魂の苦しみ
10 1「わたしは自分の命に嫌気がさしている。 わたしは思いのままに嘆きを吐き出し、 魂の苦しみのうちに語ろう。 2わたしは神に言おう。 わたしを罪に定めないでください。 なぜわたしと争われるのか、わたしに教えてください。 3あなたは虐げることを良しとされるのか、 御手の業を軽んじ、 悪しき者のたくらみにほほ笑まれるのか。 4あなたには肉の目があるのか。 人が見るようにあなたは見られるのか。 5あなたの日々は人の日々のようなのか、 あなたの年月は人の年月のようなのか。 6あなたがわたしの咎を探し出し、わたしの罪を追い求められるとは。 7あなたはわたしに罪がないことを知っておられるのに、 御手からわたしを救い出せる者はいない。
8「御手がわたしを形づくり、わたしのすべてを造ってくださった。

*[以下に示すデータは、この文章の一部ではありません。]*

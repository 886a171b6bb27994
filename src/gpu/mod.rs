// SPDX-License-Identifier: GPL-3.0-only

//! GL dispatch, capability resolution and context plumbing
//!
//! Everything that talks to the driver goes through the [`Gl`] trait. The
//! conversion code is written against it and runs unchanged on the
//! [`NativeGl`] driver and the [`RecordingGl`] double.

mod api;
mod context;
mod extensions;
#[cfg(all(feature = "glx", target_os = "linux"))]
mod glx;
mod loader;
mod native;
mod program;
mod recording;
mod texture;

pub use api::Gl;
pub use context::{ContextStatus, GraphicsContext, OfflineContext, WindowHandle};
pub use extensions::{ExtFunc, ExtFuncDesc, ExtensionFunctions};
#[cfg(all(feature = "glx", target_os = "linux"))]
pub use glx::{GlxContext, GlxResolver};
pub use loader::{DlResolver, OfflineResolver, ProcAddress, ProcResolver};
pub use native::NativeGl;
pub use program::load_gpu_program;
pub use recording::{GlCall, RecordingGl};
pub use texture::{
    PpmInfo, TextureRect, alignment_for, create_clear_texture, create_ppm_texture, draw_texture,
    set_alignment, upload_frame, upload_region,
};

それなのに、今あなたは向きを変えてわたしを滅ぼされる。 9あなたが粘土のようにわたしを形づくられたことを思い起こしてください。 今、わたしを塵に返されるのですか。 10あなたはわたしを乳のように注ぎ出し、 チーズのように固まらせてくださったではないか。 11皮と肉でわたしを覆い、 骨と筋でわたしを織り上げてくださったではないか。 12あなたはわたしに命と慈しみを与え、あなたの心遣いはわたしの霊を見守ってくださった。
13「それでもあなたはこれを御心のうちに隠しておられた。 わたしは知っている、これがあなたの目的であったことを。 14もしわたしが罪を犯せば、あなたはわたしを見張り、わたしの咎を赦してはくださらない。 15もしわたしが罪あるなら、わたしは災いだ。 たとえ潔白であっても、わたしは頭を上げることができず、恥に満ち、 苦しみに浸っている。 16もしわたしが頭を高く上げれば、 あなたは獅子のようにわたしを狩り立て、 再びわたしに向かって驚くべき業を行われる。 17あなたは新たな証人をわたしに対して立て、 あなたの怒りをさらにわたしに注がれる。 苦難の波が次から次へとわたしを襲う。

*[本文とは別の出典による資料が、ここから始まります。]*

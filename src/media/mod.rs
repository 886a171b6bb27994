// SPDX-License-Identifier: GPL-3.0-only

//! Media format handling
//!
//! The [`formats`] module describes decoded frame layouts and how each one
//! is uploaded into GL textures.

pub mod formats;

pub use formats::{FormatDescriptor, PixelFormat, map_format};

18「それならなぜ、あなたはわたしを母の胎から出されたのか。 だれの目にも触れる前に、わたしは死んでいればよかった。 19わたしは初めから存在しなかったかのようであっただろう。胎から墓へとまっすぐに運ばれて。 20わたしの日々はわずかではないか。 わたしから離れ、わたしを一人にしてください。わたしがひと時の慰めを得られるように。 21わたしが帰らぬ場所へ、 闇と暗黒の地へ行く前に。 22深い夜のような暗黒の地、暗黒と混沌の地、 そこでは光さえも闇のようだ。」